If a line of the records contains the word "gateway", list it.

Records for this task: Begin

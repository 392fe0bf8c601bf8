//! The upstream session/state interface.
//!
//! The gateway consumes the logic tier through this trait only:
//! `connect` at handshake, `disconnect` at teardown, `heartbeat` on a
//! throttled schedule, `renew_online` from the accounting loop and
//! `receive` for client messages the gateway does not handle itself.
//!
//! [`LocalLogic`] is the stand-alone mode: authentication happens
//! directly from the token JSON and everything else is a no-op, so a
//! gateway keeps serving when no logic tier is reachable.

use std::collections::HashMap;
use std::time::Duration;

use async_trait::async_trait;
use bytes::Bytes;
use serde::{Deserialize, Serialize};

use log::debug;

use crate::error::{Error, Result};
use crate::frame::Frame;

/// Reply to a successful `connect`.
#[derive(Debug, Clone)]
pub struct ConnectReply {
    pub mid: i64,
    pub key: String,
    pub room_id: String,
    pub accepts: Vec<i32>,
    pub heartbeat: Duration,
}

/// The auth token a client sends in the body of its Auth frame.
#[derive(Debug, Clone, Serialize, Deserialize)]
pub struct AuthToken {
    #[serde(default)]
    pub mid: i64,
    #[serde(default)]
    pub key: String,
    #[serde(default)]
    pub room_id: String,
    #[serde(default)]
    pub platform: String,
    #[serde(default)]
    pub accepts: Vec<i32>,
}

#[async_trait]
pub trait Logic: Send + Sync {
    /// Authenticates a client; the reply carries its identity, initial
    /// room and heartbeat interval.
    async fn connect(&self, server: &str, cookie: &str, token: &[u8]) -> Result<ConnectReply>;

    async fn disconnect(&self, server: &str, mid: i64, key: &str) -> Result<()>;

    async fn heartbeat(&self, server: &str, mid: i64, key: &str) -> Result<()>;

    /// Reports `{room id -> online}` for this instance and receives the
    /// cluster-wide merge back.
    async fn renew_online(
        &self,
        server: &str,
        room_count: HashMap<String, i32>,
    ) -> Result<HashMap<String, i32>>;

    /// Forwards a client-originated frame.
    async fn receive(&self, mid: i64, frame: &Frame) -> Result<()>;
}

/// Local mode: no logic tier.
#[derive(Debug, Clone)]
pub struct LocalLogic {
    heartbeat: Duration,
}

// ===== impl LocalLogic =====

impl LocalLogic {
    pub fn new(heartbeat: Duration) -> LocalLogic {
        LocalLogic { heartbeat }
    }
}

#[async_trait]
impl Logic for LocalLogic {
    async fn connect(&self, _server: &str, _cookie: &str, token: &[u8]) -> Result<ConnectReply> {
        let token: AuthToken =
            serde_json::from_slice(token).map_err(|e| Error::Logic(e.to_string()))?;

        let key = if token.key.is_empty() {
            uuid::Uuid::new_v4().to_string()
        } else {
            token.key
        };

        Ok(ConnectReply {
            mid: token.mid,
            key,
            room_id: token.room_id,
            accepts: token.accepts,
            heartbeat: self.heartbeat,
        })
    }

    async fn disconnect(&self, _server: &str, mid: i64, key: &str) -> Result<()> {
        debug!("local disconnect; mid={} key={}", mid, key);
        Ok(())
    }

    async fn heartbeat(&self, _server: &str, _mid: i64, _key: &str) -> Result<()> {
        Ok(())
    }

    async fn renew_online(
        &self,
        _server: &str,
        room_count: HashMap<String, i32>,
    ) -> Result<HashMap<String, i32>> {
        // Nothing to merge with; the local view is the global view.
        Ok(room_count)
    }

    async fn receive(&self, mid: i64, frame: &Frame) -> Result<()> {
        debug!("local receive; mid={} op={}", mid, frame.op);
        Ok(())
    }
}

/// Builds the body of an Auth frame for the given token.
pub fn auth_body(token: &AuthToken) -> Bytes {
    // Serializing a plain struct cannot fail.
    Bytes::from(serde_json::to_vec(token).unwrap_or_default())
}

Records for this task: End

- [Your solution]
//! The gateway consumes the logic tier through this trait only:
//! `receive` for client messages the gateway does not handle itself.
//! gateway keeps serving when no logic tier is reachable.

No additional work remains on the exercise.